The Increasingly Sloppy World Of Essay Mills
Essay mills, those ghostwriting services that ‘help’ students with their essays and homework for a fee, are obviously quite popular among students and a headache for professors who are worried about their impact on students’ learning. To clearly understand the quality of services of essay mills, Duke University Professor Dan Ariely decided to try them out by hiring four essay mills to write on an ironic topic- cheating.
What Professor Ariely got back as output from them a few weeks later was what he described as ‘gibberish’ and heavily plagiarized. Here’s more from his blog:
A few of the papers attempt to mimic APA style, but none achieve it without glaring errors. Citations are sloppy, and the reference lists abominable – including outdated and unknown sources, many of which are online news stories, editorial posts or blogs, and some that are simply broken links.
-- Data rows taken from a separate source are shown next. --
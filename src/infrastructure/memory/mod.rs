//! In-memory storage for the alias directory.
//!
//! Nothing is persisted: the directory lives for the lifetime of the process.

mod btree_store;

pub use btree_store::BTreeMapStore;
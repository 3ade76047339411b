//! Pure helpers used by the directory service.
//!
//! - [`alias_synthesizer`] - Default alias derivation from the maximum key
//! - [`prefix_bound`] - Upper bound computation for prefix scans
//! - [`alias_validator`] - Caller-supplied alias rules
//! - [`target_validator`] - Redirect target URL checks

pub mod alias_synthesizer;
pub mod alias_validator;
pub mod prefix_bound;
pub mod target_validator;
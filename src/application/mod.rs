//! Application layer: access coordination and service orchestration.
//!
//! # Modules
//!
//! - [`gate`] - [`gate::WriterPreferenceGate`], the only path to the directory store
//! - [`services`] - [`services::DirectoryService`], the four directory operations
//!
//! Handlers never touch the store or the gate directly; they call the service,
//! which holds a shared handle to the gate.

pub mod gate;
pub mod services;
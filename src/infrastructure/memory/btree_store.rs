//! `BTreeMap`-backed implementation of [`OrderedKeyStore`].

use std::collections::BTreeMap;
use std::collections::btree_map::Entry;
use std::ops::Bound;

use crate::domain::store::{OrderedKeyStore, ScanRange, StoreError};

/// Ordered in-memory store.
///
/// `BTreeMap<String, _>` orders keys by their UTF-8 bytes, which is the order
/// the directory promises for prefix scans.
#[derive(Debug, Default, Clone)]
pub struct BTreeMapStore {
    entries: BTreeMap<String, String>,
}

impl BTreeMapStore {
    pub fn new() -> Self {
        Self::default()
    }
}

impl<K, V> FromIterator<(K, V)> for BTreeMapStore
where
    K: Into<String>,
    V: Into<String>,
{
    fn from_iter<I: IntoIterator<Item = (K, V)>>(iter: I) -> Self {
        Self {
            entries: iter
                .into_iter()
                .map(|(k, v)| (k.into(), v.into()))
                .collect(),
        }
    }
}

impl OrderedKeyStore for BTreeMapStore {
    fn lookup(&self, key: &str) -> Option<String> {
        self.entries.get(key).cloned()
    }

    fn insert_if_absent(&mut self, key: &str, value: &str) -> Result<(), StoreError> {
        match self.entries.entry(key.to_string()) {
            Entry::Occupied(_) => Err(StoreError::KeyExists(key.to_string())),
            Entry::Vacant(slot) => {
                slot.insert(value.to_string());
                Ok(())
            }
        }
    }

    fn delete_if_present(&mut self, key: &str) -> Result<(), StoreError> {
        self.entries
            .remove(key)
            .map(|_| ())
            .ok_or_else(|| StoreError::KeyMissing(key.to_string()))
    }

    fn maximum(&self) -> Option<(String, String)> {
        self.entries
            .last_key_value()
            .map(|(k, v)| (k.clone(), v.clone()))
    }

    fn range_ascending(&self, range: &ScanRange) -> Vec<(String, String)> {
        // BTreeMap::range panics on inverted bounds.
        if range.is_empty() {
            return Vec::new();
        }

        let upper = match range.high.as_deref() {
            Some(high) => Bound::Excluded(high),
            None => Bound::Unbounded,
        };

        self.entries
            .range::<str, _>((Bound::Included(range.low.as_str()), upper))
            .map(|(k, v)| (k.clone(), v.clone()))
            .collect()
    }

    fn entry_count(&self) -> usize {
        self.entries.len()
    }
}

#[cfg(test)]
mod tests {
    use super::*;

    fn sample_store() -> BTreeMapStore {
        ["ab", "abc", "abz", "ac", "b"]
            .into_iter()
            .map(|k| (k, format!("https://example.com/{k}")))
            .collect()
    }

    #[test]
    fn test_insert_if_absent_rejects_duplicates() {
        let mut store = BTreeMapStore::new();
        assert!(store.insert_if_absent("go", "https://a.com").is_ok());

        let err = store.insert_if_absent("go", "https://b.com").unwrap_err();
        assert_eq!(err, StoreError::KeyExists("go".to_string()));
        assert_eq!(store.lookup("go").as_deref(), Some("https://a.com"));
    }

    #[test]
    fn test_delete_if_present() {
        let mut store = sample_store();
        assert!(store.delete_if_present("abc").is_ok());
        assert_eq!(store.lookup("abc"), None);

        let err = store.delete_if_present("abc").unwrap_err();
        assert_eq!(err, StoreError::KeyMissing("abc".to_string()));
        assert_eq!(store.entry_count(), 4);
    }

    #[test]
    fn test_maximum() {
        assert_eq!(BTreeMapStore::new().maximum(), None);

        let (key, _) = sample_store().maximum().unwrap();
        assert_eq!(key, "b");
    }

    #[test]
    fn test_range_ascending_prefix() {
        let store = sample_store();
        let keys: Vec<String> = store
            .range_ascending(&ScanRange::for_prefix("ab"))
            .into_iter()
            .map(|(k, _)| k)
            .collect();

        assert_eq!(keys, vec!["ab", "abc", "abz"]);
    }

    #[test]
    fn test_range_ascending_is_repeatable() {
        let store = sample_store();
        let range = ScanRange::for_prefix("a");
        assert_eq!(store.range_ascending(&range), store.range_ascending(&range));
        assert_eq!(store.range_ascending(&range).len(), 4);
    }

    #[test]
    fn test_range_ascending_unbounded() {
        let store = sample_store();
        let range = ScanRange {
            low: "ac".to_string(),
            high: None,
        };
        let keys: Vec<String> = store
            .range_ascending(&range)
            .into_iter()
            .map(|(k, _)| k)
            .collect();

        assert_eq!(keys, vec!["ac", "b"]);
    }

    #[test]
    fn test_range_ascending_inverted_is_empty() {
        let store = sample_store();
        let range = ScanRange {
            low: "b".to_string(),
            high: Some("a".to_string()),
        };
        assert!(store.range_ascending(&range).is_empty());
    }
}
In terms of the quality of the writing itself, the authors of all four papers seemed to have very little grasp of the English language, or even how to format an essay. Paragraphs jump bluntly from one topic to another, and often fall into the form of a list, counting off various forms of cheating or providing a long stream of examples that are never explained or connected to the “theses” of the paper.
Ariely concludes that with the kind of writing these essay mills offer, students would probably feel they would be better doing their term papers on their own.
Dan Ariely: “Plagiarism and essay mills”
[via NY Times]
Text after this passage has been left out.